=== Begin Enclosure ===
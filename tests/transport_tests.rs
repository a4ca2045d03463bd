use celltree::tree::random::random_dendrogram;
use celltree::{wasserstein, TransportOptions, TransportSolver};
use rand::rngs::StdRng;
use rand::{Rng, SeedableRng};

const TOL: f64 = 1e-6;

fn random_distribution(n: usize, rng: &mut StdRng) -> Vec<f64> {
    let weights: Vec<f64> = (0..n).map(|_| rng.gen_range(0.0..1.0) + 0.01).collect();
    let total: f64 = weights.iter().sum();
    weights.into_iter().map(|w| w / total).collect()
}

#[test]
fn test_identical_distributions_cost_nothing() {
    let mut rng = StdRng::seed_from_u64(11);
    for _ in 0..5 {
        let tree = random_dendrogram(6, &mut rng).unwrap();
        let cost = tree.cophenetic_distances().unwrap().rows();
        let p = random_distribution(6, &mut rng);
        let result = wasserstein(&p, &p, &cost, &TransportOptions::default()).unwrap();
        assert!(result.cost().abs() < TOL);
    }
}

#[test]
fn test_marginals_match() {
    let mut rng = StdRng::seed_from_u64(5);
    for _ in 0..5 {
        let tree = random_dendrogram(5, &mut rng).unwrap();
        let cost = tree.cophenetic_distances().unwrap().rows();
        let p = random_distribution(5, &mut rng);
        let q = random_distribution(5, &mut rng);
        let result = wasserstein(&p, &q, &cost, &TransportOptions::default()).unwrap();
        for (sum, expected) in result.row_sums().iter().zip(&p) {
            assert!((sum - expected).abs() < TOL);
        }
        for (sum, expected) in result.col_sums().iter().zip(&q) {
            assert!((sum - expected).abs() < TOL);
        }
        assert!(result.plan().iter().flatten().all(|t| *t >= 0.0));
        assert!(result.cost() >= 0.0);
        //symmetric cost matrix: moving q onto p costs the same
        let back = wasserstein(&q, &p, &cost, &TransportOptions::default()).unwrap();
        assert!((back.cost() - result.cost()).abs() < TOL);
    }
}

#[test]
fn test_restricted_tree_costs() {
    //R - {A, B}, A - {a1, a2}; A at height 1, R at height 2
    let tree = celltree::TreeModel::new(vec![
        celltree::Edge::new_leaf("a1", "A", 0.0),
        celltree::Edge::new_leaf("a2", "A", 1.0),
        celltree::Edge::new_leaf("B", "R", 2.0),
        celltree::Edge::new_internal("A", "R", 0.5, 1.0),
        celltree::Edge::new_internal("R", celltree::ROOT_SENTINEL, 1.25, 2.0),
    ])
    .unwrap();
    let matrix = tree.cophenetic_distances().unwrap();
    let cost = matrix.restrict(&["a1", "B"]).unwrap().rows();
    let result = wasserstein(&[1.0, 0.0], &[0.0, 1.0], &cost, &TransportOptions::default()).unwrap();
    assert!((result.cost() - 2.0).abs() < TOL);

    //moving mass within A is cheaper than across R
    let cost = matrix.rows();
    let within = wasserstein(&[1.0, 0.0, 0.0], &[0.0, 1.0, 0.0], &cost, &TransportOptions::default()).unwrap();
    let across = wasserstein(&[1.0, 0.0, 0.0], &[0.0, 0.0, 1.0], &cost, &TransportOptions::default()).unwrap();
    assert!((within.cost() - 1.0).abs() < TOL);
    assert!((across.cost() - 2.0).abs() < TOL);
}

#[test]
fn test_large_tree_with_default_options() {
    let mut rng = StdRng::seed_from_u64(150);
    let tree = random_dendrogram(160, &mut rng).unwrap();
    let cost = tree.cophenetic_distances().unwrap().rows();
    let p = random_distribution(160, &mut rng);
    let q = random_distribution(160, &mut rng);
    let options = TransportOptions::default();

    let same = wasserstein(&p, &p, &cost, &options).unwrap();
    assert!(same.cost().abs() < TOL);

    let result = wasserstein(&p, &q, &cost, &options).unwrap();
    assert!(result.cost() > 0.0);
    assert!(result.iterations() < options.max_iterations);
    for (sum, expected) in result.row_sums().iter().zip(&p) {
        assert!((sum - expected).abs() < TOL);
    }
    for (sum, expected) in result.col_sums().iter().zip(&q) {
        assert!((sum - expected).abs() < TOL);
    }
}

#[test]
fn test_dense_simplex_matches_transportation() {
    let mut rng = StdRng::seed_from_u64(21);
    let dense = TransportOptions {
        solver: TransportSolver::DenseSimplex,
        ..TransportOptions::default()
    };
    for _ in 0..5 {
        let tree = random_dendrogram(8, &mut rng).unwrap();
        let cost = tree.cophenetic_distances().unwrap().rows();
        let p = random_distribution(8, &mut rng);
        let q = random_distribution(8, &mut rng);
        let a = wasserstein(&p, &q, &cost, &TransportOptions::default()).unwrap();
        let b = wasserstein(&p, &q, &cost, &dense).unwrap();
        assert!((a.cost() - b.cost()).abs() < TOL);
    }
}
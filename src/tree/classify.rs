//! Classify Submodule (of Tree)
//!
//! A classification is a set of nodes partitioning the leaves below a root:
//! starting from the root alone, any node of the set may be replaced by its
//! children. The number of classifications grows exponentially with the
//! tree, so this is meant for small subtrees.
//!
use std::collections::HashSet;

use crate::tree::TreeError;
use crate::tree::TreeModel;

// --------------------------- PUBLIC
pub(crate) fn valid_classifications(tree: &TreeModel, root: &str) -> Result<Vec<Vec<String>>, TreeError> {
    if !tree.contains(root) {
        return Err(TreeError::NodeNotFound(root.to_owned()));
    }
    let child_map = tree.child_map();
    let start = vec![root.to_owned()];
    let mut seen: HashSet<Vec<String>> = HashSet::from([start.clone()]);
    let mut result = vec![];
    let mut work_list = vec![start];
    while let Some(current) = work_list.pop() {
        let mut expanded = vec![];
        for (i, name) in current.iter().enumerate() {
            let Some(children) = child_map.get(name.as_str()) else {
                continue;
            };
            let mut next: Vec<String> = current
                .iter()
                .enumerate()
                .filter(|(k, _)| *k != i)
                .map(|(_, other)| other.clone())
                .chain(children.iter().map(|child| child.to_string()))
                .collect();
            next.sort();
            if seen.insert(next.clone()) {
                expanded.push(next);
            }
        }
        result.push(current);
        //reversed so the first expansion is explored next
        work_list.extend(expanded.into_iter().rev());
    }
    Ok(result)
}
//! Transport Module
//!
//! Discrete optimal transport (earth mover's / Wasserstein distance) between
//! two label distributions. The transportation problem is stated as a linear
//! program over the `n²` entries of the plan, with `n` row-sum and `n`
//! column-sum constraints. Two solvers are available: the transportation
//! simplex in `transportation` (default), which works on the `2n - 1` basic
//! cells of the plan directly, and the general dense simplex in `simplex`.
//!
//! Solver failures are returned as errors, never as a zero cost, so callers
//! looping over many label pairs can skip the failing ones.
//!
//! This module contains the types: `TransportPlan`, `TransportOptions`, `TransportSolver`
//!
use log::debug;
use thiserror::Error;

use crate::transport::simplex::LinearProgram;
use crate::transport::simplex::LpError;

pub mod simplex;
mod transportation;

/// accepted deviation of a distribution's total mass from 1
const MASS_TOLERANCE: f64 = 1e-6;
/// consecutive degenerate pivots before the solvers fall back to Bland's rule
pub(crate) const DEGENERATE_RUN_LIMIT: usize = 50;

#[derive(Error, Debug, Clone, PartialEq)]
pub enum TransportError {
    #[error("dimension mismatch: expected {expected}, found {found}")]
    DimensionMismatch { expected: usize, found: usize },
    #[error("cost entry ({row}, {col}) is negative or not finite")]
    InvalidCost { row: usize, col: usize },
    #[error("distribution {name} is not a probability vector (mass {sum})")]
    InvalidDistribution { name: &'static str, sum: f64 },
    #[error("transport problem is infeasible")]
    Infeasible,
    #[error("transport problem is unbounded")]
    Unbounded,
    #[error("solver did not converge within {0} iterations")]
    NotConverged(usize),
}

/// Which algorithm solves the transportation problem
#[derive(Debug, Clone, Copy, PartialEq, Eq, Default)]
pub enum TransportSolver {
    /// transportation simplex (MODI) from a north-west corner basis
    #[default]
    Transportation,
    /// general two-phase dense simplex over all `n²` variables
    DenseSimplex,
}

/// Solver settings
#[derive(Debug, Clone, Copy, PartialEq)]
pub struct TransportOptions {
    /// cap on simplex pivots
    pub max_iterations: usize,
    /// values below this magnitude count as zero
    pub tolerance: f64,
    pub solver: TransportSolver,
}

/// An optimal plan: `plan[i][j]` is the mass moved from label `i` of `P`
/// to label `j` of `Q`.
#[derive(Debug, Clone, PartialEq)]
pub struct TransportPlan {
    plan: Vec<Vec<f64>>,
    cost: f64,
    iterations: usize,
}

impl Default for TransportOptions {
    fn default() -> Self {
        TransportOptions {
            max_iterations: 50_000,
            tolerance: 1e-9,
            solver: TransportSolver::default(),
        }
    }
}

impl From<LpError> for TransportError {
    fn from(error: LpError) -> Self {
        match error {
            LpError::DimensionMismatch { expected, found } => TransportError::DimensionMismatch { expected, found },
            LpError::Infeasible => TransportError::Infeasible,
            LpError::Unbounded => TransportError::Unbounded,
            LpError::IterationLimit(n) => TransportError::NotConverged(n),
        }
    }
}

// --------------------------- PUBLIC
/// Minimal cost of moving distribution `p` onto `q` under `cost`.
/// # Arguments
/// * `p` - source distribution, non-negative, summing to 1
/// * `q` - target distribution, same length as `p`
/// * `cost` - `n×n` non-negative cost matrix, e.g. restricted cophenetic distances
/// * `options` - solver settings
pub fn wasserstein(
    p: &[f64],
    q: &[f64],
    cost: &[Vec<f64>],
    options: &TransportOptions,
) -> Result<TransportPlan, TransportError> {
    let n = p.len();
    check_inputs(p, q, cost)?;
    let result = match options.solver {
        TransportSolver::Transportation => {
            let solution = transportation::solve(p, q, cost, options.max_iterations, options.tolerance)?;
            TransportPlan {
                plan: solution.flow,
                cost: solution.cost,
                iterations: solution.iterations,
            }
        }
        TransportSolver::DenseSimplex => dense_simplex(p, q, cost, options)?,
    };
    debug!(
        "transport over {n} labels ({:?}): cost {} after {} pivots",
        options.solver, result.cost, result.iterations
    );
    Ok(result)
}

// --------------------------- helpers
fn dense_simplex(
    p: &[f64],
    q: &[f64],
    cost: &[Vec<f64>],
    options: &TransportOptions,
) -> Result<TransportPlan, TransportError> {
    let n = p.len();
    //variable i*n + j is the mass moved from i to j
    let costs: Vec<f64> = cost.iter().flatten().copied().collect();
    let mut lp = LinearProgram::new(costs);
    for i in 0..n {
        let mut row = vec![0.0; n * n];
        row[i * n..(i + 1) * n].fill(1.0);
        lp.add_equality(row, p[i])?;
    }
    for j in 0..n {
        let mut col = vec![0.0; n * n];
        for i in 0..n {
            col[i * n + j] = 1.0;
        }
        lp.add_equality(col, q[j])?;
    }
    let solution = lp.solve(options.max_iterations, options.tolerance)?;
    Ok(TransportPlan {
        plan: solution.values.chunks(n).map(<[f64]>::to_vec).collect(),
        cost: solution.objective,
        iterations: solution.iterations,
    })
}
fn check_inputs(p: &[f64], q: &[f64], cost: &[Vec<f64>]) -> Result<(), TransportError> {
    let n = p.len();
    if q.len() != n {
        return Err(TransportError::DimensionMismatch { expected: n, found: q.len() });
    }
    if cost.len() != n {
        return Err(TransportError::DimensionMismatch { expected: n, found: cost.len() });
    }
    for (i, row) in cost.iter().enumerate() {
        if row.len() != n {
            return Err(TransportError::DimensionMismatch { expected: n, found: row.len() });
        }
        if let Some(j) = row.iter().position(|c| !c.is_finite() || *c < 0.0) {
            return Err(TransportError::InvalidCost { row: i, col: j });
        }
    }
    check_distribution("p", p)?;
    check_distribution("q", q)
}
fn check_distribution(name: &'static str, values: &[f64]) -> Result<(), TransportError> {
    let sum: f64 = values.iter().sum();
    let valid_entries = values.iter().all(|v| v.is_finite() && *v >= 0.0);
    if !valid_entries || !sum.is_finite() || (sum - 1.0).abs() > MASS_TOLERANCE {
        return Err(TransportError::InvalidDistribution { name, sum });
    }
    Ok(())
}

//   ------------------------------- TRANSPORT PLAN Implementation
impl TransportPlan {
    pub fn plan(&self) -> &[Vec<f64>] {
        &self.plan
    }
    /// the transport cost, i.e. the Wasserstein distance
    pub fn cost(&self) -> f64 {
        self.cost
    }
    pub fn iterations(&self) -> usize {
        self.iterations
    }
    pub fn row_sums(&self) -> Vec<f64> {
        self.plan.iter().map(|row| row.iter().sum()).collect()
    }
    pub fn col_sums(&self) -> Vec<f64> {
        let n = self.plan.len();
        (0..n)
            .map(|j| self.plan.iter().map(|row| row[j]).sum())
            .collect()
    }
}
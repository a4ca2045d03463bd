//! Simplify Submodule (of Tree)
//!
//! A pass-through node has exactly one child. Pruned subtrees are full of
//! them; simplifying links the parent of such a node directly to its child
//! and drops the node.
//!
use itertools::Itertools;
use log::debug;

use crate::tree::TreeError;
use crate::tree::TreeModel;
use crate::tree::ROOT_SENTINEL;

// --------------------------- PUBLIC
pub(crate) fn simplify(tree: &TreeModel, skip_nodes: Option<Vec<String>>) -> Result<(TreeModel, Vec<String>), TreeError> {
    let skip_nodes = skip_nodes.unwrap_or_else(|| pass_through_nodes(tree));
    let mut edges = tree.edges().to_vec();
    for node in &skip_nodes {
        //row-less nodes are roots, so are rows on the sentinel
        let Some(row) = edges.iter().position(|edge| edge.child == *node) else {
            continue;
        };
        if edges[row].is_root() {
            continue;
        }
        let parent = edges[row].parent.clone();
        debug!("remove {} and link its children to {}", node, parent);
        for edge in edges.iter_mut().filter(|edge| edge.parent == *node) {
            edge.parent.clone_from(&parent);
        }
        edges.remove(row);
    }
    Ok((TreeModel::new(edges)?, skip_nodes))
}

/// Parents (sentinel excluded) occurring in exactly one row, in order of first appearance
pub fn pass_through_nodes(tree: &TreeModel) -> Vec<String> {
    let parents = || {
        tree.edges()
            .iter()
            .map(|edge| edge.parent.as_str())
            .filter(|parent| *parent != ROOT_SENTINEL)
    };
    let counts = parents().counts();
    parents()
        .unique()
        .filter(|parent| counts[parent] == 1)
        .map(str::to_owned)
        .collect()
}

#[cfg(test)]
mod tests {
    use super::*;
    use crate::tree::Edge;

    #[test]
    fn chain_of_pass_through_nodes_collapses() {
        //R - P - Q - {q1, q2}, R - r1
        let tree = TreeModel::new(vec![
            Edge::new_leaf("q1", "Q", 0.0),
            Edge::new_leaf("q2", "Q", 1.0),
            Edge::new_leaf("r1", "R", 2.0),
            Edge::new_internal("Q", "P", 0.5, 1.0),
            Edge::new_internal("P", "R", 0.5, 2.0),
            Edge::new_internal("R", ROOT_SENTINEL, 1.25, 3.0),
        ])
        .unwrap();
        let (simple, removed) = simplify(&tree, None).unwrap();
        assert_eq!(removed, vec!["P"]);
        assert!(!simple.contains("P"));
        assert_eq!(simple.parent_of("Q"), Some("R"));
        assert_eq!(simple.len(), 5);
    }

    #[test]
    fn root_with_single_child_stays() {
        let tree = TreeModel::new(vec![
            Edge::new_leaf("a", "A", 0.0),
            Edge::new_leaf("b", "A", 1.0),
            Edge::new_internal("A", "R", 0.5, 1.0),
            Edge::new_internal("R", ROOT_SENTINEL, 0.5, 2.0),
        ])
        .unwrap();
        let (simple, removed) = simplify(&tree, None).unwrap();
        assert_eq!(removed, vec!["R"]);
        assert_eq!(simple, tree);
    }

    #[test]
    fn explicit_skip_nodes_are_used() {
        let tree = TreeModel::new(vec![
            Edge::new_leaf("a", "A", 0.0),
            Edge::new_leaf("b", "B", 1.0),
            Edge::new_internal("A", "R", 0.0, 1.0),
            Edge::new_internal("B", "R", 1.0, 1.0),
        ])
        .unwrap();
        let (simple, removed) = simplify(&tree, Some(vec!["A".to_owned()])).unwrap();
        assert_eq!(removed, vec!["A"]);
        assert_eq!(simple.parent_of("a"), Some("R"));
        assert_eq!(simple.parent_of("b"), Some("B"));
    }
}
=== End Enclosure ===
Please return exactly the lines from the opening line of the data above through the line with "fn random_distribution(n: usize, rng: &mut", both included and nothing else.

filename tests/transport_tests.rs
repository a4ca2045d03463bd
use celltree::tree::random::random_dendrogram;
use celltree::{wasserstein, TransportOptions, TransportSolver};
use rand::rngs::StdRng;
use rand::{Rng, SeedableRng};

const TOL: f64 = 1e-6;

fn random_distribution(n: usize, rng: &mut StdRng) -> Vec<f64> {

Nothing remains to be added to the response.